Si ella tuviera una frase de batalla esa sería. Desde su pueblo natal, en Marinilla, Antioquia, hasta la consolidación de su carrera en Medellín contradijo a quienes le decían que no pertenecía a un deporte dizque solo de varones. Perseveró durante su época universitaria en Medellín, cuando la falta de dinero le sugería rendirse; y desafió la frustración de no poder vivir del fútbol a pesar de su talento, alimentado desde siempre por toda la familia.
Catalina salía a primera hora de su casa en Belén Las Playas, en Medellín, y pedaleaba sobre su bicicleta hasta el Politécnico Jaime Isaza Cadavid, donde estudiaba para ser profesional en deporte gracias a una beca del ciento por ciento, por ser jugadora en distintas categorías de selecciones Colombia (desde los 14 años representa al país). Asistía a clases de seis a ocho o de ocho a diez de la mañana, y luego continuaba su carrera contra el tiempo. Siempre en bicicleta.
Su prioridad era jugar fútbol, así fuera la ocupación de su vida menos remunerada.
Cepeda
“Después de clases entraba de mesera a un restaurante, donde me podía ganar unos 200.000 pesos quincenales. De allá salía tipo tres de la tarde, gracias al permiso del dueño, para poder ir a entrenar hasta las seis. Y de ahí me iba a un almacén de cadena donde tenía que hacer inventarios. Me pagaban 16.000 pesos el día, que me alcanzaban para comer algo. Luego me demoraba otros 40 minutos pedaleando de regreso a mi casa.Terminaba mamada... Y al otro día lo mismo”, recuerda Catalina, quien también fue entrenadora en un colegio privado en Medellín y en un club en Envigado.
Su prioridad era jugar fútbol, así fuera la ocupación de su vida menos remunerada. Y ese sueño pareció desvanecerse cuando sufrió la lesión de la rodilla por la que muchos empezaron a considerarla exfutbolista. Sucedió a finales de agosto de 2014, mientras jugaba con su equipo semiprofesional, Formas Íntimas, en Guarne, Antioquia. Catalina paró un balón y al girarse para evadir a una rival sintió el crujido en la rodilla derecha que ya se había roto en los Juegos Olímpicos 2012.

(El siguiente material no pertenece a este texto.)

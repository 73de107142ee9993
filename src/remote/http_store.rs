//! Object store reached over HTTP with S3-style path addressing:
//! `{endpoint}/{bucket}/{key}` for blobs, `{endpoint}/{bucket}?list-type=2` for listings.

use async_trait::async_trait;
use log::{debug, info, warn};
use reqwest::{Client, RequestBuilder, StatusCode, Url};
use std::time::Duration;

use crate::error::{Result, StoreError};
use crate::remote::RemoteObjectStore;

pub struct HttpObjectStore {
    client: Client,
    endpoint: Url,
    bucket: String,
    auth_token: Option<String>,
}

impl HttpObjectStore {
    pub fn new(endpoint: &str, bucket: &str, timeout: Duration, auth_token: Option<String>) -> Result<Self> {
        if bucket.is_empty() {
            return Err(StoreError::Config("Remote bucket name is empty".to_string()));
        }
        let endpoint = Url::parse(endpoint)
            .map_err(|e| StoreError::Config(format!("Invalid remote endpoint {:?}: {}", endpoint, e)))?;
        if endpoint.cannot_be_a_base() {
            return Err(StoreError::Config(format!("Remote endpoint {} cannot hold paths", endpoint)));
        }
        let client = Client::builder()
            .timeout(timeout)
            .build()
            .map_err(|e| StoreError::Config(format!("Failed to build HTTP client: {}", e)))?;
        Ok(Self {
            client,
            endpoint,
            bucket: bucket.to_string(),
            auth_token,
        })
    }

    pub fn bucket(&self) -> &str {
        &self.bucket
    }

    /// Endpoint with the bucket and, if given, the key appended as percent-encoded segments
    fn url_for(&self, key: Option<&str>) -> Result<Url> {
        let mut url = self.endpoint.clone();
        {
            let mut segments = url
                .path_segments_mut()
                .map_err(|_| StoreError::Config(format!("Remote endpoint {} cannot hold paths", self.endpoint)))?;
            segments.pop_if_empty().push(&self.bucket);
            if let Some(key) = key {
                segments.push(key);
            }
        }
        Ok(url)
    }

    fn bucket_url(&self) -> Result<Url> {
        self.url_for(None)
    }

    fn object_url(&self, key: &str) -> Result<Url> {
        self.url_for(Some(key))
    }

    fn authorize(&self, request: RequestBuilder) -> RequestBuilder {
        match &self.auth_token {
            Some(token) => request.bearer_auth(token),
            None => request,
        }
    }

    async fn send(&self, request: RequestBuilder, key: &str) -> Result<reqwest::Response> {
        let response = self
            .authorize(request)
            .send()
            .await
            .map_err(|e| classify_transport_error(&e, key))?;
        check_status(response.status(), key)?;
        Ok(response)
    }
}

#[async_trait]
impl RemoteObjectStore for HttpObjectStore {
    fn name(&self) -> &str {
        "http"
    }

    async fn upload(&self, key: &str, data: &[u8]) -> Result<()> {
        let request = self
            .client
            .put(self.object_url(key)?)
            .header("Content-Type", "application/octet-stream")
            .body(data.to_vec());
        self.send(request, key).await?;
        info!("Uploaded {} to bucket {} ({} bytes)", key, self.bucket, data.len());
        Ok(())
    }

    async fn download(&self, key: &str) -> Result<Vec<u8>> {
        let response = self.send(self.client.get(self.object_url(key)?), key).await?;
        let content_type = response
            .headers()
            .get("Content-Type")
            .and_then(|v| v.to_str().ok())
            .unwrap_or("unknown")
            .to_string();
        let body = response
            .bytes()
            .await
            .map_err(|e| classify_transport_error(&e, key))?;
        info!(
            "Downloaded {} from bucket {}. Size: {} bytes, Content-type: {}",
            key,
            self.bucket,
            body.len(),
            content_type
        );
        Ok(body.to_vec())
    }

    async fn delete(&self, key: &str) -> Result<()> {
        self.send(self.client.delete(self.object_url(key)?), key).await?;
        info!("Deleted {} from bucket {}", key, self.bucket);
        Ok(())
    }

    async fn list(&self) -> Result<Vec<String>> {
        let request = self.client.get(self.bucket_url()?).query(&[("list-type", "2")]);
        let response = self.send(request, &self.bucket).await?;
        let body = response
            .text()
            .await
            .map_err(|e| classify_transport_error(&e, &self.bucket))?;
        let keys = extract_keys(&body);
        debug!("Files in {}: {:?}", self.bucket, keys);
        Ok(keys)
    }
}

/// Map an HTTP status from the object store onto the error taxonomy.
pub fn check_status(status: StatusCode, key: &str) -> Result<()> {
    if status.is_success() {
        return Ok(());
    }
    warn!("Remote store answered {} for {}", status, key);
    let err = match status {
        StatusCode::NOT_FOUND => StoreError::NotFound(key.to_string()),
        StatusCode::UNAUTHORIZED | StatusCode::FORBIDDEN => {
            StoreError::PermissionDenied(format!("{} ({})", key, status))
        }
        StatusCode::REQUEST_TIMEOUT
        | StatusCode::TOO_MANY_REQUESTS
        | StatusCode::INTERNAL_SERVER_ERROR
        | StatusCode::BAD_GATEWAY
        | StatusCode::SERVICE_UNAVAILABLE
        | StatusCode::GATEWAY_TIMEOUT => StoreError::TransientFailure(format!("{} ({})", key, status)),
        _ => StoreError::Remote(format!("{} ({})", key, status)),
    };
    Err(err)
}

fn classify_transport_error(err: &reqwest::Error, key: &str) -> StoreError {
    if err.is_timeout() || err.is_connect() {
        StoreError::TransientFailure(format!("{}: {}", key, err))
    } else {
        StoreError::Remote(format!("{}: {}", key, err))
    }
}

/// Pull every `<Key>` value out of a ListObjectsV2 response body.
pub fn extract_keys(xml: &str) -> Vec<String> {
    let mut keys = Vec::new();
    let mut rest = xml;
    while let Some(start) = rest.find("<Key>") {
        let after = &rest[start + "<Key>".len()..];
        match after.find("</Key>") {
            Some(end) => {
                keys.push(unescape_xml(&after[..end]));
                rest = &after[end + "</Key>".len()..];
            }
            None => break,
        }
    }
    keys
}

fn unescape_xml(text: &str) -> String {
    text.replace("&lt;", "<")
        .replace("&gt;", ">")
        .replace("&quot;", "\"")
        .replace("&apos;", "'")
        .replace("&amp;", "&")
}

#[cfg(test)]
mod tests {
    use super::*;
    use actix_web::dev::ServerHandle;
    use actix_web::http::{header, Method};
    use actix_web::{web, App, HttpRequest, HttpResponse, HttpServer};
    use std::collections::BTreeMap;
    use std::sync::Mutex;

    #[test]
    fn test_status_classification() {
        assert!(check_status(StatusCode::OK, "a.jpg").is_ok());
        assert!(check_status(StatusCode::NO_CONTENT, "a.jpg").is_ok());
        assert!(check_status(StatusCode::NOT_FOUND, "a.jpg").unwrap_err().is_not_found());
        assert!(matches!(
            check_status(StatusCode::FORBIDDEN, "a.jpg"),
            Err(StoreError::PermissionDenied(_))
        ));
        assert!(matches!(
            check_status(StatusCode::UNAUTHORIZED, "a.jpg"),
            Err(StoreError::PermissionDenied(_))
        ));
        assert!(check_status(StatusCode::SERVICE_UNAVAILABLE, "a.jpg").unwrap_err().is_retryable());
        assert!(check_status(StatusCode::TOO_MANY_REQUESTS, "a.jpg").unwrap_err().is_retryable());
        assert!(check_status(StatusCode::GATEWAY_TIMEOUT, "a.jpg").unwrap_err().is_retryable());
        assert!(matches!(
            check_status(StatusCode::BAD_REQUEST, "a.jpg"),
            Err(StoreError::Remote(_))
        ));
        // Server errors that will not go away on retry
        assert!(matches!(
            check_status(StatusCode::NOT_IMPLEMENTED, "a.jpg"),
            Err(StoreError::Remote(_))
        ));
        assert!(matches!(
            check_status(StatusCode::HTTP_VERSION_NOT_SUPPORTED, "a.jpg"),
            Err(StoreError::Remote(_))
        ));
    }

    #[test]
    fn test_extract_keys() {
        let xml = r#"<?xml version="1.0" encoding="UTF-8"?>
<ListBucketResult>
    <Name>proj1-rn</Name>
    <Contents>
        <Key>a.jpg</Key>
        <Size>0</Size>
    </Contents>
    <Contents>
        <Key>tom&amp;jerry.jpeg</Key>
    </Contents>
</ListBucketResult>"#;
        assert_eq!(extract_keys(xml), vec!["a.jpg".to_string(), "tom&jerry.jpeg".to_string()]);
        assert!(extract_keys("<ListBucketResult></ListBucketResult>").is_empty());
        assert!(extract_keys("<Key>truncated").is_empty());
    }

    #[test]
    fn test_urls() {
        let store = HttpObjectStore::new("http://objects:9710/", "proj1-rn", Duration::from_secs(5), None).unwrap();
        assert_eq!(store.bucket(), "proj1-rn");
        assert_eq!(store.object_url("a.jpg").unwrap().as_str(), "http://objects:9710/proj1-rn/a.jpg");
        assert_eq!(store.bucket_url().unwrap().as_str(), "http://objects:9710/proj1-rn");
    }

    #[test]
    fn test_keys_are_single_encoded_segments() {
        let store = HttpObjectStore::new("http://objects:9710", "proj1-rn", Duration::from_secs(5), None).unwrap();

        let url = store.object_url("a?b.jpg").unwrap();
        assert_eq!(url.path(), "/proj1-rn/a%3Fb.jpg");
        assert_eq!(url.query(), None);

        let url = store.object_url("a#b.jpg").unwrap();
        assert_eq!(url.path(), "/proj1-rn/a%23b.jpg");
        assert_eq!(url.fragment(), None);

        assert_eq!(store.object_url("50%.jpg").unwrap().path(), "/proj1-rn/50%25.jpg");
        assert_eq!(store.object_url("a/b.jpg").unwrap().path(), "/proj1-rn/a%2Fb.jpg");
    }

    #[test]
    fn test_invalid_endpoint_is_rejected() {
        let result = HttpObjectStore::new("not a url", "proj1-rn", Duration::from_secs(5), None);
        assert!(matches!(result, Err(StoreError::Config(_))));
        let result = HttpObjectStore::new("mailto:objects@example.com", "proj1-rn", Duration::from_secs(5), None);
        assert!(matches!(result, Err(StoreError::Config(_))));
    }

    #[test]
    fn test_empty_bucket_is_rejected() {
        let result = HttpObjectStore::new("http://objects:9710", "", Duration::from_secs(5), None);
        assert!(matches!(result, Err(StoreError::Config(_))));
    }

    #[tokio::test]
    async fn test_unreachable_endpoint_is_transient() {
        // Port 9 (discard) is closed on test machines, so the connect fails fast
        let store = HttpObjectStore::new("http://127.0.0.1:9", "proj1-rn", Duration::from_secs(2), None).unwrap();
        let err = store.upload("a.jpg", b"data").await.unwrap_err();
        assert!(err.is_retryable(), "unexpected error: {}", err);
    }

    /// In-process stand-in for the object store: keeps blobs of one bucket and records
    /// every request line it sees
    #[derive(Default)]
    struct FakeBucket {
        blobs: Mutex<BTreeMap<String, Vec<u8>>>,
        requests: Mutex<Vec<String>>,
    }

    async fn fake_object_store(req: HttpRequest, body: web::Bytes, bucket: web::Data<FakeBucket>) -> HttpResponse {
        bucket.requests.lock().unwrap().push(format!("{} {}", req.method(), req.uri()));

        let authorized = req
            .headers()
            .get(header::AUTHORIZATION)
            .and_then(|v| v.to_str().ok())
            == Some("Bearer secret");
        if !authorized {
            return HttpResponse::Unauthorized().finish();
        }

        let rest = match req.uri().path().strip_prefix("/proj1-rn") {
            Some(rest) => rest.trim_start_matches('/'),
            None => return HttpResponse::NotFound().finish(),
        };
        let key = urlencoding::decode(rest).unwrap().into_owned();
        let mut blobs = bucket.blobs.lock().unwrap();

        let method = req.method();
        if *method == Method::GET && key.is_empty() {
            let mut xml = String::from("<ListBucketResult><Name>proj1-rn</Name>");
            for key in blobs.keys() {
                xml.push_str(&format!("<Contents><Key>{}</Key></Contents>", key.replace('&', "&amp;")));
            }
            xml.push_str("</ListBucketResult>");
            return HttpResponse::Ok().content_type("application/xml").body(xml);
        }
        if key.is_empty() {
            return HttpResponse::MethodNotAllowed().finish();
        }
        if *method == Method::PUT {
            blobs.insert(key, body.to_vec());
            HttpResponse::Ok().finish()
        } else if *method == Method::GET {
            match blobs.get(&key) {
                Some(data) => HttpResponse::Ok().content_type("image/jpeg").body(data.clone()),
                None => HttpResponse::NotFound().finish(),
            }
        } else if *method == Method::DELETE {
            match blobs.remove(&key) {
                Some(_) => HttpResponse::NoContent().finish(),
                None => HttpResponse::NotFound().finish(),
            }
        } else {
            HttpResponse::MethodNotAllowed().finish()
        }
    }

    fn start_fake_store() -> (web::Data<FakeBucket>, String, ServerHandle) {
        let bucket = web::Data::new(FakeBucket::default());
        let data = bucket.clone();
        let server = HttpServer::new(move || {
            App::new()
                .app_data(data.clone())
                .default_service(web::to(fake_object_store))
        })
        .workers(1)
        .disable_signals()
        .shutdown_timeout(1)
        .bind(("127.0.0.1", 0))
        .unwrap();
        let endpoint = format!("http://{}", server.addrs()[0]);
        let server = server.run();
        let handle = server.handle();
        actix_web::rt::spawn(server);
        (bucket, endpoint, handle)
    }

    #[actix_web::test]
    async fn test_operations_against_live_endpoint() {
        let (bucket, endpoint, handle) = start_fake_store();
        let store = HttpObjectStore::new(&endpoint, "proj1-rn", Duration::from_secs(5), Some("secret".to_string())).unwrap();

        store.upload("a.jpg", b"plain").await.unwrap();
        store.upload("a?b.jpg", b"question").await.unwrap();
        store.upload("a#b.jpg", b"hash").await.unwrap();
        store.upload("50%.jpg", b"percent").await.unwrap();
        store.upload("x&y.jpg", b"ampersand").await.unwrap();

        assert_eq!(store.download("a.jpg").await.unwrap(), b"plain");
        assert_eq!(store.download("a?b.jpg").await.unwrap(), b"question");
        assert_eq!(store.download("a#b.jpg").await.unwrap(), b"hash");
        assert_eq!(store.download("50%.jpg").await.unwrap(), b"percent");

        assert_eq!(
            store.list().await.unwrap(),
            vec!["50%.jpg", "a#b.jpg", "a.jpg", "a?b.jpg", "x&y.jpg"]
        );

        store.delete("a?b.jpg").await.unwrap();
        assert!(store.download("a?b.jpg").await.unwrap_err().is_not_found());
        assert!(store.delete("a?b.jpg").await.unwrap_err().is_not_found());
        // Neighbouring keys are untouched
        assert_eq!(store.download("a.jpg").await.unwrap(), b"plain");

        let requests = bucket.requests.lock().unwrap().clone();
        for expected in [
            "PUT /proj1-rn/a.jpg",
            "PUT /proj1-rn/a%3Fb.jpg",
            "PUT /proj1-rn/a%23b.jpg",
            "PUT /proj1-rn/50%25.jpg",
            "GET /proj1-rn?list-type=2",
            "DELETE /proj1-rn/a%3Fb.jpg",
        ] {
            assert!(requests.iter().any(|r| r == expected), "missing {:?} in {:?}", expected, requests);
        }

        let anonymous = HttpObjectStore::new(&endpoint, "proj1-rn", Duration::from_secs(5), None).unwrap();
        assert!(matches!(
            anonymous.upload("a.jpg", b"data").await,
            Err(StoreError::PermissionDenied(_))
        ));

        handle.stop(false).await;
    }
}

Esta vez no tuvo recursos para la operación. Pero un día la llamaron de un número desconocido. “Era Mauricio Palacio, de la clínica Medellín de El Poblado. Me dijo: ‘Conocí tu caso, te quiero operar. Y gratis’. Él fue un ángel que Dios puso en mi camino, junto con Andrea Katich, que tampoco me cobró por la fisioterapia”, recuerda la zurda que actualmente tiene 30 años.
Catalina ignoró a todos aquellos que le advirtieron que a pesar de la operación no volvería a ser la misma futbolista de antes. Se obsesionó con recuperarse, y lo logró. “Me metí en la cabeza que iba a llegar al Mundial de Canadá 2015 y puse acción en la oración”.

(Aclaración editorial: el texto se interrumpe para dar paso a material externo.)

//! HTML for the index page

const UPLOAD_FORM: &str = r#"<form method="post" enctype="multipart/form-data" action="/upload">
  <div>
    <label for="file">Choose file to upload (JPEG only)</label>
    <input type="file" id="file" name="form_file" accept="image/jpeg">
  </div>
  <div>
    <button>Submit</button>
  </div>
</form>
"#;

/// Escape text for use in HTML element content and quoted attributes
pub fn escape_html(text: &str) -> String {
    let mut escaped = String::with_capacity(text.len());
    for c in text.chars() {
        match c {
            '&' => escaped.push_str("&amp;"),
            '<' => escaped.push_str("&lt;"),
            '>' => escaped.push_str("&gt;"),
            '"' => escaped.push_str("&quot;"),
            '\'' => escaped.push_str("&#x27;"),
            _ => escaped.push(c),
        }
    }
    escaped
}

/// Upload form followed by one list item per file with view and delete links.
/// Link targets are percent-encoded path segments; the visible name is HTML-escaped.
pub fn render_index(files: &[String]) -> String {
    let mut html = String::from(UPLOAD_FORM);
    html.push_str("<ul>\n");
    for file in files {
        let name = escape_html(file);
        let segment = escape_html(&urlencoding::encode(file));
        html.push_str(&format!(
            "<li>{0} - <a href='/files/{1}'>View</a> | <a href='/delete/{1}'>Delete</a></li>\n",
            name, segment
        ));
    }
    html.push_str("</ul>\n");
    html
}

Tres meses después ya estaba jugando fútbol, y rogándole al seleccionador Felipe Taborda una oportunidad de ser incluida en los microciclos de trabajo que determinarían la lista de participantes en el Mundial de junio. Se ganó el derecho a ser convocada, y participó en la cita orbital contra todos los pronósticos.

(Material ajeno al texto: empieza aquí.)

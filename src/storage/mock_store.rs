//! Mock implementation of FileStore for testing

use crate::error::{Result, StoreError};
use crate::storage::{check_component, FileName, FileStore};
use crate::validator::is_allowed_filename;
use std::collections::HashMap;
use std::sync::{Arc, Mutex};
use log::info;

/// In-memory FileStore
pub struct MockFileStore {
    files: Arc<Mutex<HashMap<String, Vec<u8>>>>,
}

impl MockFileStore {
    pub fn new() -> Self {
        Self {
            files: Arc::new(Mutex::new(HashMap::new())),
        }
    }

    /// Number of files held, whatever their extension
    pub fn file_count(&self) -> usize {
        self.files.lock().unwrap().len()
    }

    pub fn clear(&self) {
        self.files.lock().unwrap().clear();
    }
}

impl Default for MockFileStore {
    fn default() -> Self {
        Self::new()
    }
}

impl FileStore for MockFileStore {
    fn list(&self) -> Result<Vec<FileName>> {
        let files = self.files.lock().unwrap();
        Ok(files.keys().filter(|name| is_allowed_filename(name)).cloned().collect())
    }

    fn save(&self, name: &str, data: &[u8]) -> Result<()> {
        check_component(name)?;
        self.files.lock().unwrap().insert(name.to_string(), data.to_vec());
        info!("Mock: Saved {} ({} bytes)", name, data.len());
        Ok(())
    }

    fn read(&self, name: &str) -> Result<Vec<u8>> {
        check_component(name)?;
        self.files
            .lock()
            .unwrap()
            .get(name)
            .cloned()
            .ok_or_else(|| StoreError::NotFound(name.to_string()))
    }

    fn delete(&self, name: &str) -> Result<()> {
        check_component(name)?;
        match self.files.lock().unwrap().remove(name) {
            Some(_) => {
                info!("Mock: Deleted {}", name);
                Ok(())
            }
            None => Err(StoreError::NotFound(name.to_string())),
        }
    }

    fn exists(&self, name: &str) -> Result<bool> {
        check_component(name)?;
        Ok(self.files.lock().unwrap().contains_key(name))
    }
}

#[cfg(test)]
mod tests {
    use super::*;

    #[test]
    fn test_mock_file_store_basic_operations() {
        let store = MockFileStore::new();
        assert_eq!(store.file_count(), 0);

        store.save("a.jpg", b"a").unwrap();
        store.save("notes.txt", b"n").unwrap();
        assert_eq!(store.file_count(), 2);
        assert_eq!(store.list().unwrap(), vec!["a.jpg".to_string()]);
        assert_eq!(store.read("a.jpg").unwrap(), b"a");

        store.delete("a.jpg").unwrap();
        assert!(!store.exists("a.jpg").unwrap());

        store.clear();
        assert_eq!(store.file_count(), 0);
    }

    #[test]
    fn test_mock_file_store_error_cases() {
        let store = MockFileStore::new();
        assert!(store.read("missing.jpg").unwrap_err().is_not_found());
        assert!(store.delete("missing.jpg").unwrap_err().is_not_found());
        assert!(matches!(store.save("", b"x"), Err(StoreError::InvalidInput(_))));
    }
}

Pero su mayor recompensa por no haber desfallecido en el camino aparecería a finales de 2016, cuando se anunció la creación de la Liga Profesional Femenina en Colombia. La noticia cambió su vida. “Ahí pude decir que vivía del fútbol, que por fin tenía una estabilidad”, recuerda.
Atrás quedaron los días de delantal, de tomar pedidos, de llenar planillas, de pedalear bajo el sol o la lluvia porque un pasaje de bus significaba derroche. Por fin podría dedicarse a su gran pasión. Y los resultados aparecieron la temporada pasada, en 2019: como capitana del América, conducido por su hermano Andrés, se consagró campeona de la liga y llegó a semifinales de la Copa Libertadores.
Cinco años atrás, muchos la dieron por vencida...Pero ella sabía que faltaba mucho por dar y nunca bajó los brazos. Cada adversidad fue un motivo para seguir adelante, para saber que la vida nunca es fácil para los que nacieron para grandes cosas.